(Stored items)

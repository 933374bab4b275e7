//! Core domain types and storage for the placemark engine.
//!
//! Records validate on construction so that importers and the store can rely
//! on trimmed names and in-range coordinates. The SQLite store lives behind
//! the `store-sqlite` feature.

mod annotation;
mod collection;
pub mod coord;
mod placemark;
#[cfg(feature = "store-sqlite")]
pub mod store;
#[cfg(any(test, feature = "test-support"))]
pub mod test_support;

pub use annotation::PlacemarkAnnotation;
pub use collection::{CollectionError, PlacemarkCollection, normalise_category};
pub use coord::{CoordinateError, Coordinates, distance};
pub use placemark::{CollectionId, Placemark, PlacemarkError, PlacemarkId};
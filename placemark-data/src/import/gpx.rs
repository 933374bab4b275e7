//! GPX waypoints.

use std::io::Read;

use placemark_core::Coordinates;

use super::{
    ImportError, Importer, PlacemarkDraft, PlacemarkSink,
    draft::parse_degrees,
    xml::{self, Path, XmlHandler},
};

/// Imports every `<wpt>` with its `name`, and `desc` falling back to `cmt`.
#[derive(Debug, Default)]
pub struct GpxImporter {
    state: State,
}

#[derive(Debug, Default)]
enum State {
    #[default]
    Idle,
    Building {
        draft: PlacemarkDraft,
        comment: String,
    },
}

impl Importer for GpxImporter {
    fn import(&mut self, reader: &mut dyn Read, sink: &mut dyn PlacemarkSink) -> Result<(), ImportError> {
        self.state = State::Idle;
        xml::drive(reader, self, sink)
    }
}

impl XmlHandler for GpxImporter {
    fn start(&mut self, path: &Path<'_>, attributes: &[(String, String)]) {
        if path.current().is_some_and(|frame| frame.is("wpt")) {
            let latitude = xml::attribute(attributes, "lat").and_then(parse_degrees);
            let longitude = xml::attribute(attributes, "lon").and_then(parse_degrees);
            let coordinates = match (latitude, longitude) {
                (Some(latitude), Some(longitude)) => Coordinates::unchecked(latitude, longitude),
                _ => Coordinates::EMPTY,
            };
            self.state = State::Building {
                draft: PlacemarkDraft::new("", "", coordinates),
                comment: String::new(),
            };
        }
    }

    fn end(&mut self, path: &Path<'_>, text: &str, sink: &mut dyn PlacemarkSink) -> Result<(), ImportError> {
        let Some(current) = path.current() else {
            return Ok(());
        };
        if current.is("wpt") {
            if let State::Building { mut draft, comment } = std::mem::take(&mut self.state) {
                if draft.description.is_empty() {
                    draft.description = comment;
                }
                sink.accept(draft)?;
            }
            return Ok(());
        }
        let State::Building { draft, comment } = &mut self.state else {
            return Ok(());
        };
        if !path.parent().is_some_and(|parent| parent.is("wpt")) {
            return Ok(());
        }
        match current.name.as_str() {
            "name" => text.clone_into(&mut draft.name),
            "desc" => text.clone_into(&mut draft.description),
            "cmt" => text.clone_into(comment),
            _ => {}
        }
        Ok(())
    }

    fn free_text(&self, path: &Path<'_>) -> bool {
        path.current()
            .is_some_and(|frame| matches!(frame.name.as_str(), "name" | "desc" | "cmt"))
    }
}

About this task: Look through the data above for the string "latitude" and copy every line where it appears.

Your response:
            let latitude = xml::attribute(attributes, "lat").and_then(parse_degrees);
            let coordinates = match (latitude, longitude) {
                (Some(latitude), Some(longitude)) => Coordinates::unchecked(latitude, longitude),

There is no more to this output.